唐師傅這個時候連忙將手中的香煙還給張有平,“小張,這煙你自己收著,你買回去過年的煙,我可不敢要你的。”
“那哪成呢?”張有平怎么好意思把送出去的煙再收回來。
“老唐,有平兄弟送給你的,你就安心收著,我不會因為這個批評你。這一次你做得好,但是以后遇到這種事情還是要注意,安全第一。這么遠的路你讓別人坐車廂里,萬一出點什么事情,不但是你要擔責任,廠里也要承受損失。”趙金元提醒了唐師傅一句。
“哎,我一定會注意的。”唐師傅這才把煙收了下來。
陳廣賓將小車開了過來,連忙下來,幫張有平將行李放進后備箱里。趙金元也親自動手幫忙。
“趙廠長,我自己就行了,哪能讓你動手呢。”張有平有些不好意思。
“有平兄弟,你要是看得起我,就喊我一聲趙大哥。就別這么客氣了。”趙金元笑道。
“那我就高攀了,趙大哥。”張有平見趙金元這么說,連忙喊了一聲。劉蕎葉也跟著喊了一聲。

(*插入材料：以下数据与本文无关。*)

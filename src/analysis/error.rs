//! Error types for decoding, address translation, and analysis

use crate::memory::CpuAddress;
use thiserror::Error;

/// Instruction decoding failed.
#[derive(Copy, Clone, Debug, Error, PartialEq, Eq)]
pub enum DecodeError {
    /// Fewer bytes remain in the image than the instruction at `offset`
    /// declares.
    #[error("instruction at offset {offset:#X} needs {needed} bytes, only {available} remain")]
    Truncated {
        offset: usize,
        needed: usize,
        available: usize,
    },
}

/// Address translation failed.
#[derive(Copy, Clone, Debug, Error, PartialEq, Eq)]
pub enum AddressError {
    /// The CPU address does not select ROM under the mapping in use.
    #[error("{0} is not backed by ROM")]
    OutOfWindow(CpuAddress),

    /// The ROM offset is past the end of the image or the mapping.
    #[error("ROM offset {0:#X} is outside the image")]
    OffsetOutOfRange(usize),

    /// The image is larger than the mapping can address.
    #[error("ROM of {size:#X} bytes exceeds the {limit:#X} byte limit of the mapping")]
    RomTooLarge { size: usize, limit: usize },

    #[error("ROM image is empty")]
    EmptyRom,

    /// The copier header claims more bytes than the file holds.
    #[error("header of {header} bytes does not fit in a {file} byte file")]
    HeaderTooLarge { header: usize, file: usize },
}

/// Analysis did not run to completion.
#[derive(Copy, Clone, Debug, Error, PartialEq, Eq)]
pub enum AnalysisError {
    #[error("analysis was cancelled after {steps} steps")]
    Cancelled { steps: usize },
}

pub type Result<T, E = AnalysisError> = std::result::Result<T, E>;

“上車上車,明天就是三十了,你們還是趕緊回家的好。這么晚才回家,一堆的事情等著你們呢。”趙金元也知道現在不是客套的時候。
“那就麻煩你們了。”張有平知道,如果趙金元不派車送,他們兩口子不曉得要多久才到得了車站。
路上的行人不少,車并不多,公共汽車不時地在馬路上穿梭。不一會功夫就已經到了汽車站。
“陳師傅,你去看一下,還有去新田的車沒有?最好是有到葛竹坪鎮的車。”趙金元說道。
陳廣賓連忙下了車,跑到汽車站去問。
“你們啊,先別著急。實在沒車,我就讓陳師傅開車送你們去梅子坳。”趙金元看著焦急的張有平兩口子笑了笑。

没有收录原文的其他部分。